День был дождливый. Сырой и серый.

Тучи с самого утра всё росли и росли, толстели, надувались тяжёлой дождевою влагой. Их обвислые, бесформенные брюха всё больше чернели, словно от болезни какой. И, казалось, ещё немного — и настоль потяжелеют тучи, что тёмной массой своей прижмутся к земле и поползут водяными монстрами, обдирая бока свои о столбы, ограды, фонари, деревья.

К полудню и вовсе стало темно и тоскливо. Словно полночь вне времени наступила. И до ночи не хотела уже уходить.

Антон Максимыч болел. Поздней весной, на исходе холодного мая, успел он в который уже раз промочить ноги — и старая знакомая, ангина, вновь заявилась к нему (ночью пришла, любит она по ночам приходить), показала ему вспухший, белый свой язык, заявив хвастливо:

«А тебе я и покрасивше сделаю!»

И слово своё сдержала.

Утром горло стало багровым и болело так, словно содрали с него всю тонкую, слизистую плёнку. А язык…

Ну, красивше — не красивше, а и впрямь стал он белый и толстый.

С утра сходив в районную больницу и оформив бюллетень, решил Антон Максимыч болеть тихо и образцово.

Прополоскал горло раствором марганцовки (после этой процедуры раковина в ванной приобрела светло-розовый оттенок). Укутал шею старым шарфом.

И сел смотреть телевизор.

Но с самого утра, как назло, передавали какие-то бесконечные, ужасно занудные репортажи об официальном визите очень важного зарубежного гостя.

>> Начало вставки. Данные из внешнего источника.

use sea_orm::entity::prelude::*;

#[derive(Clone, Debug, PartialEq, DeriveEntityModel)]
#[sea_orm(table_name = "reviews")]
pub struct Model {
    #[sea_orm(primary_key, auto_increment = false)]
    pub id: Uuid,
    #[sea_orm(indexed)]
    pub food_id: Uuid,
    pub meal_name: Option<String>,
    pub reviewer_email: String,
    pub reviewer_name: Option<String>,
    pub reviewer_image: Option<String>,
    pub rating: f64,
    pub comment: String,
    pub date: DateTimeWithTimeZone,
    pub created_at: DateTimeWithTimeZone,
}

#[derive(Copy, Clone, Debug, EnumIter, DeriveRelation)]
pub enum Relation {}

impl ActiveModelBehavior for ActiveModel {}
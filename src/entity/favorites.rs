use sea_orm::entity::prelude::*;

#[derive(Clone, Debug, PartialEq, DeriveEntityModel)]
#[sea_orm(table_name = "favorites")]
pub struct Model {
    #[sea_orm(primary_key, auto_increment = false)]
    pub id: Uuid,
    #[sea_orm(indexed)]
    pub user_email: String,
    pub meal_id: Uuid,
    pub meal_name: Option<String>,
    pub chef_id: Option<String>,
    pub chef_name: Option<String>,
    pub price: Option<f64>,
    pub image: Option<String>,
    pub added_at: DateTimeWithTimeZone,
}

#[derive(Copy, Clone, Debug, EnumIter, DeriveRelation)]
pub enum Relation {}

impl ActiveModelBehavior for ActiveModel {}
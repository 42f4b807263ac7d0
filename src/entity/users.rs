use sea_orm::entity::prelude::*;

#[derive(Clone, Debug, PartialEq, DeriveEntityModel)]
#[sea_orm(table_name = "users")]
pub struct Model {
    #[sea_orm(primary_key, auto_increment = false)]
    pub id: Uuid,
    #[sea_orm(indexed)]
    pub email: String,
    pub name: Option<String>,
    pub photo_url: Option<String>,
    pub address: Option<String>,
    pub role: String,
    pub status: String,
    pub chef_id: Option<String>,
    pub created_at: DateTimeWithTimeZone,
}

#[derive(Copy, Clone, Debug, EnumIter, DeriveRelation)]
pub enum Relation {}

impl ActiveModelBehavior for ActiveModel {}
use serde::{Deserialize, Serialize};
use utoipa::ToSchema;

use crate::models::{RequestStatus, Role};

#[derive(Debug, Deserialize, ToSchema)]
#[serde(rename_all = "camelCase")]
pub struct CreateRoleRequest {
    /// Defaults to the caller's verified email.
    pub user_email: Option<String>,
    pub user_name: Option<String>,
    pub request_type: Role,
}

#[derive(Debug, Deserialize, ToSchema)]
#[serde(rename_all = "camelCase")]
pub struct TransitionRequest {
    pub request_status: RequestStatus,
}

#[derive(Debug, Serialize, ToSchema)]
#[serde(rename_all = "camelCase")]
pub struct TransitionOutcome {
    pub modified_count: u64,
    pub request_status: RequestStatus,
    pub message: String,
}
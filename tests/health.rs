use chef_bazaar_api::routes::health::health_check;

#[tokio::test]
async fn health_check_returns_ok() {
    let response = health_check().await;
    assert_eq!(response.0.message, "Health check");

    let data = response.0.data.expect("health data");
    assert_eq!(data.status, "ok");
}
use axum::http::{HeaderName, Request, Response};
use tower::limit::ConcurrencyLimitLayer;
use tower_http::cors::CorsLayer;
use tower_http::limit::RequestBodyLimitLayer;
use tower_http::request_id::{MakeRequestUuid, PropagateRequestIdLayer, SetRequestIdLayer};
use tower_http::trace::TraceLayer;
use tracing_subscriber::{layer::SubscriberExt, util::SubscriberInitExt};

use std::{net::SocketAddr, sync::Arc, time::Duration};

use chef_bazaar_api::{
    auth::JwtVerifier,
    config::AppConfig,
    db::{create_orm_conn, run_migrations},
    payments::StripeGateway,
    routes::create_app_router,
    state::AppState,
};

#[tokio::main]
async fn main() -> anyhow::Result<()> {
    dotenvy::dotenv().ok();
    tracing_subscriber::registry()
        .with(
            tracing_subscriber::EnvFilter::try_from_default_env()
                .unwrap_or_else(|_| "info,chef_bazaar_api=debug".into()),
        )
        .with(tracing_subscriber::fmt::layer())
        .init();

    let config = AppConfig::from_env()?;
    let orm = create_orm_conn(&config.database_url).await?;
    run_migrations(&orm).await?;

    let http = reqwest::Client::builder()
        .timeout(Duration::from_secs(15))
        .build()?;
    let state = AppState::new(
        orm,
        Arc::new(JwtVerifier::new(&config.jwt_secret)),
        Arc::new(StripeGateway::new(
            http,
            config.stripe_api_base.clone(),
            config.stripe_secret_key.clone(),
        )),
    )
    .with_currency(config.payment_currency.clone());

    let concurrency_limit_layer = ConcurrencyLimitLayer::new(100);

    let request_id_header = HeaderName::from_static("x-request-id");
    let trace_layer = TraceLayer::new_for_http()
        .make_span_with(|request: &Request<_>| {
            let request_id = request
                .headers()
                .get("x-request-id")
                .and_then(|value| value.to_str().ok())
                .unwrap_or("-");
            tracing::info_span!(
                "http_request",
                method = %request.method(),
                uri = %request.uri(),
                request_id = %request_id
            )
        })
        .on_request(|request: &Request<_>, _span: &tracing::Span| {
            tracing::info!(
                method = %request.method(),
                uri = %request.uri(),
                "request started"
            );
        })
        .on_response(|response: &Response<_>, latency: Duration, _span: &tracing::Span| {
            tracing::info!(
                status = %response.status(),
                ms = %latency.as_millis(),
                "request finished"
            );
        });

    let app = create_app_router()
        .layer(trace_layer)
        .layer(CorsLayer::permissive())
        .layer(PropagateRequestIdLayer::new(request_id_header.clone()))
        .layer(SetRequestIdLayer::new(request_id_header, MakeRequestUuid))
        .layer(RequestBodyLimitLayer::new(1024 * 1024))
        .layer(concurrency_limit_layer)
        .with_state(state.clone());

    let addr = SocketAddr::from((config.host.parse::<std::net::IpAddr>()?, config.port));
    tracing::info!("listening on {}", addr);

    axum::serve(tokio::net::TcpListener::bind(addr).await?, app)
        .with_graceful_shutdown(shutdown_signal())
        .await?;

    if let Err(err) = state.orm.close().await {
        tracing::warn!(error = %err, "failed to close store connection");
    }
    tracing::info!("server stopped");

    Ok(())
}

async fn shutdown_signal() {
    let ctrl_c = async {
        if let Err(err) = tokio::signal::ctrl_c().await {
            tracing::error!(error = %err, "failed to listen for ctrl-c");
        }
    };

    #[cfg(unix)]
    let terminate = async {
        match tokio::signal::unix::signal(tokio::signal::unix::SignalKind::terminate()) {
            Ok(mut signal) => {
                signal.recv().await;
            }
            Err(err) => tracing::error!(error = %err, "failed to listen for SIGTERM"),
        }
    };

    #[cfg(not(unix))]
    let terminate = std::future::pending::<()>();

    tokio::select! {
        _ = ctrl_c => {},
        _ = terminate => {},
    }

    tracing::info!("shutdown signal received");
}
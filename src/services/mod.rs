use sea_orm::{DatabaseConnection, EntityTrait, PaginatorTrait, QuerySelect, Select};

use crate::{error::AppResult, response::Meta, routes::params::Pagination};

pub mod favorite_service;
pub mod meal_service;
pub mod order_service;
pub mod payment_service;
pub mod rating_service;
pub mod request_service;
pub mod review_service;
pub mod user_service;

/// Run `finder` either as one page (with the total count) or in full when the
/// caller sent no paging parameters.
pub(crate) async fn fetch_page<E>(
    db: &DatabaseConnection,
    finder: Select<E>,
    pagination: Pagination,
) -> AppResult<(Vec<E::Model>, Meta)>
where
    E: EntityTrait,
    E::Model: Send + Sync + 'static,
{
    match pagination.normalize()? {
        Some((page, limit, offset)) => {
            let total = finder.clone().count(db).await?;
            let items = finder.limit(limit).offset(offset).all(db).await?;
            Ok((items, Meta::new(page, limit, total)))
        }
        None => {
            let items = finder.all(db).await?;
            let total = items.len() as u64;
            Ok((items, Meta::all(total)))
        }
    }
}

Гость этот вроде обещал похлопотать о предоставлении России не то очередного кредита, не то отсрочки по старым долгам, и журналисты старались так, будто рассчитывали, что и им чего с этого дела обломится.

Посмотрев протокольную эту чушь часа два, Антон Максимыч ругнулся привычно («Развалили, гады, страну, а теперь с кошёлкой по миру ходим!») и присел к окну.

Минут пять смотрел он на тёмно-серое небо и тоска одолевала его всё больше и больше.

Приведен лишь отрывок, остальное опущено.